Migrants’ Tales – American Says Tauranga ‘Mis-sold’

Continuing in our series of Migrants’ Tales – first hand stories of the immigrant experience of New Zealand, gathered from locations around the net.

Today’s story is taken from a forum called Expat Blog, in it a young American immigrant says that Tauranga wasn’t as advertised and likens the small town to the US Midwest – passive aggressive, superficial, insular and drunk…among other things. Because of this she/he is seeking links with other expats to form friendships. It’s a pretty common story and explains why muti-national groups of expats are so prevalent in New Zealand:

“I recently moved from the US to Tauranga and seek my fellow expats. Where in the US? I’ve lived all over from New England to CA to Texas. I’ve traveled a lot for someone barely touching 30 and am very educated and seeking depth in friendships, not this superficial film I’m encountering here in Tauranga.

I will now share my experience so far in Tauranga. This may offend some but I’m sure will resonate strongly with many others.

Tauranga was not as advertised, namely clean, friendly, warm, environmentally-friendly, etc. Tauranga seems a lot like the midwest in the US: Passive-aggressive, superficially polite/friendly, standoffish, drunk, and insular.

I’ve been to social gatherings with other kiwis, including peers in their late 20s and early 30s in the healthcare field. Despite being outgoing and friendly and trying to talk to people, I was struck with how the native kiwis were so passive-aggressive and impolite, masking it with mask of “yeah yeah” as they continued to just spend time with their other kiwi friends and not let anyone inside their little circles.

Conversations center more around rugby, the weather, complaining about the Council, and drinking than anything of any substance. I don’t drink, care for rugby or cricket, or like talking about drinking, rubgy, or cricket. Is it me or are the kiwis so insulated in their little world that they lack the depth that comes with experiencing the suffering of others, from travel, from going through hard times, and from changing one’s life? Sitting around a table and hypnotically nodding one’s head with a “yeah yeah” is not conversation, does not create strong friendships, and lacks depth.

Where are those people who have traveled, who have dedicated their lives to helping others, who seek to grow and mature and become better human beings, to experience life? I meet kiwis who drudgingly do one’s job only to ‘enjoy’ the sugar-high of a drunken-filled existence on weekends only to repeat the cycle until the next rugby match. Kiwis here in Tauranga say they like the lifestyle, but they certainly don’t go out of their way to make recent arrivals feel welcome and enjoy said lifestyle. Look, I don’t mind if people sip wine, but I don’t like being around people who are drunk or who drink enough to alter their personality.

Kiwis are not friendly, they are polite and insular. Friendly means engaging with someone and sharing one’s experiences, helping each other, bonding, learning from one another.
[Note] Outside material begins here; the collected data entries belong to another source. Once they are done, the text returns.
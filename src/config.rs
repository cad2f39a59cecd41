use config::{Config, ConfigError, Environment, File};
use serde::Deserialize;
use std::env;
use std::path::Path;
use thiserror::Error;
use tracing::{error, info};
use validator::{Validate, ValidationError, ValidationErrors};

/// Default values for configuration
const DEFAULT_LOG_LEVEL: &str = "info";
const DEFAULT_ENV: &str = "development";
const DEFAULT_HOST: &str = "0.0.0.0";
const DEFAULT_PORT: u16 = 8080;
const DEFAULT_DATABASE_URL: &str = "sqlite://inbound_orders.db?mode=rwc";
const CONFIG_DIR: &str = "config";

/// Application configuration structure with validation
#[derive(Clone, Debug, Deserialize, Validate)]
#[serde(deny_unknown_fields)]
pub struct AppConfig {
    /// Database connection URL
    #[validate(length(min = 1))]
    pub database_url: String,

    /// Server host address
    pub host: String,

    /// Server port
    #[serde(default = "default_port")]
    pub port: u16,

    /// Application environment
    pub environment: String,

    /// Logging level
    #[serde(default = "default_log_level")]
    #[validate(custom = "validate_log_level")]
    pub log_level: String,

    /// Log in JSON format (structured logging)
    #[serde(default)]
    pub log_json: bool,

    /// Whether to run database migrations on startup
    #[serde(default)]
    pub auto_migrate: bool,

    /// CORS: comma-separated list of allowed origins
    #[serde(default)]
    pub cors_allowed_origins: Option<String>,

    /// Whole-request timeout (seconds)
    #[serde(default = "default_request_timeout_secs")]
    pub request_timeout_secs: u64,

    /// DB pool: max connections
    #[serde(default = "default_db_max_connections")]
    #[validate(range(min = 1))]
    pub db_max_connections: u32,

    /// DB pool: min connections
    #[serde(default = "default_db_min_connections")]
    pub db_min_connections: u32,

    /// DB timeouts (seconds)
    #[serde(default = "default_db_connect_timeout_secs")]
    pub db_connect_timeout_secs: u64,
    #[serde(default = "default_db_idle_timeout_secs")]
    pub db_idle_timeout_secs: u64,
    #[serde(default = "default_db_acquire_timeout_secs")]
    pub db_acquire_timeout_secs: u64,
}

impl AppConfig {
    /// Creates a new configuration
    pub fn new(database_url: String, host: String, port: u16, environment: String) -> Self {
        Self {
            database_url,
            host,
            port,
            environment,
            log_level: default_log_level(),
            log_json: false,
            auto_migrate: false,
            cors_allowed_origins: None,
            request_timeout_secs: default_request_timeout_secs(),
            db_max_connections: default_db_max_connections(),
            db_min_connections: default_db_min_connections(),
            db_connect_timeout_secs: default_db_connect_timeout_secs(),
            db_idle_timeout_secs: default_db_idle_timeout_secs(),
            db_acquire_timeout_secs: default_db_acquire_timeout_secs(),
        }
    }

    /// Gets log level reference
    pub fn log_level(&self) -> &str {
        &self.log_level
    }

    /// Checks if running in development environment
    pub fn is_development(&self) -> bool {
        self.environment.eq_ignore_ascii_case("development")
    }

    /// Explicitly configured CORS origins, blanks removed
    pub fn cors_origins(&self) -> Vec<String> {
        self.cors_allowed_origins
            .as_deref()
            .map(|raw| {
                raw.split(',')
                    .map(str::trim)
                    .filter(|origin| !origin.is_empty())
                    .map(str::to_string)
                    .collect()
            })
            .unwrap_or_default()
    }

    fn validate_additional_constraints(&self) -> Result<(), ValidationErrors> {
        let mut errors = ValidationErrors::new();

        if self.db_min_connections > self.db_max_connections {
            let mut err = ValidationError::new("db_min_connections");
            err.message = Some("db_min_connections must not exceed db_max_connections".into());
            errors.add("db_min_connections", err);
        }

        if errors.errors().is_empty() {
            Ok(())
        } else {
            Err(errors)
        }
    }
}

/// Configuration loading errors
#[derive(Debug, Error)]
pub enum AppConfigError {
    #[error("Configuration loading failed: {0}")]
    Load(#[from] ConfigError),

    #[error("Configuration validation failed: {0}")]
    Validation(#[from] validator::ValidationErrors),
}

/// Default value functions
fn default_log_level() -> String {
    DEFAULT_LOG_LEVEL.to_string()
}

fn default_port() -> u16 {
    DEFAULT_PORT
}

fn default_request_timeout_secs() -> u64 {
    30
}

fn default_db_max_connections() -> u32 {
    16
}
fn default_db_min_connections() -> u32 {
    2
}
fn default_db_connect_timeout_secs() -> u64 {
    30
}
fn default_db_idle_timeout_secs() -> u64 {
    600
}
fn default_db_acquire_timeout_secs() -> u64 {
    8
}

/// Validates log level values
fn validate_log_level(level: &str) -> Result<(), ValidationError> {
    let valid_levels = ["trace", "debug", "info", "warn", "error"];
    if valid_levels.contains(&level.to_lowercase().as_str()) {
        Ok(())
    } else {
        let mut err = ValidationError::new("log_level");
        err.message = Some("Must be one of: trace, debug, info, warn, error".into());
        Err(err)
    }
}

/// Initializes tracing using the provided log level as the default filter
pub fn init_tracing(level: &str, json: bool) {
    use tracing_subscriber::{fmt, EnvFilter};

    let default_directive = format!("inbound_orders_api={},tower_http=info,sea_orm=warn", level);
    let filter_directive = env::var("RUST_LOG")
        .ok()
        .filter(|s| !s.trim().is_empty())
        .unwrap_or(default_directive);

    let builder = fmt().with_env_filter(EnvFilter::new(filter_directive));
    if json {
        let _ = builder.json().try_init();
    } else {
        let _ = builder.try_init();
    }
}

/// Loads application configuration
///
/// Layers configuration sources in this order:
/// 1. Built-in defaults
/// 2. Default config (config/default.toml)
/// 3. Environment-specific config (config/{env}.toml)
/// 4. Environment variables (APP__*)
pub fn load_config() -> Result<AppConfig, AppConfigError> {
    load_config_from(Path::new(CONFIG_DIR))
}

/// Same as [`load_config`] but reading profile files from `config_dir`.
pub fn load_config_from(config_dir: &Path) -> Result<AppConfig, AppConfigError> {
    // Support both RUN_ENV and APP_ENV for selecting config profile
    let run_env = env::var("RUN_ENV")
        .or_else(|_| env::var("APP_ENV"))
        .unwrap_or_else(|_| DEFAULT_ENV.to_string());
    info!("Loading configuration for environment: {}", run_env);

    if !config_dir.exists() {
        info!(
            "Config directory '{}' not found; relying on built-in defaults and environment variables",
            config_dir.display()
        );
    }

    let config = Config::builder()
        .set_default("database_url", DEFAULT_DATABASE_URL)?
        .set_default("host", DEFAULT_HOST)?
        .set_default("port", i64::from(DEFAULT_PORT))?
        .set_default("environment", run_env.as_str())?
        .set_default("log_level", DEFAULT_LOG_LEVEL)?
        .set_default("log_json", false)?
        .add_source(File::from(config_dir.join("default")).required(false))
        .add_source(File::from(config_dir.join(&run_env)).required(false))
        .add_source(Environment::with_prefix("APP").separator("__"))
        .build()?;

    let app_config: AppConfig = config.try_deserialize()?;

    app_config.validate().map_err(|e| {
        error!("Configuration validation failed: {:?}", e);
        AppConfigError::Validation(e)
    })?;

    app_config.validate_additional_constraints().map_err(|e| {
        error!("Configuration validation failed: {:?}", e);
        AppConfigError::Validation(e)
    })?;

    info!("Configuration loaded successfully");
    Ok(app_config)
}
Being polite means smiling and nodding so as not to appear rude or standoffish, yet the real goal is to be standoffish.

In my experience, the people I bond with are fellow expats, and they have also experienced the above.

I am frustrated with the native kiwis and seek a community amongst the expats. I believe all us expats suffer some form of the above politeness-plague from the Kiwis. One expat colleague said it took her 4 years for the kiwis to open up to her and to allow her into their networks. 4 years!

I seek the educated expat peer group in Tauranga, those who have depth and insight, those that are seekers, ideally age 20-40ish. If you are out there, reach out. We need to create our community because we can’t rely on the Kiwis to have one ready for us or to even let us into theirs.”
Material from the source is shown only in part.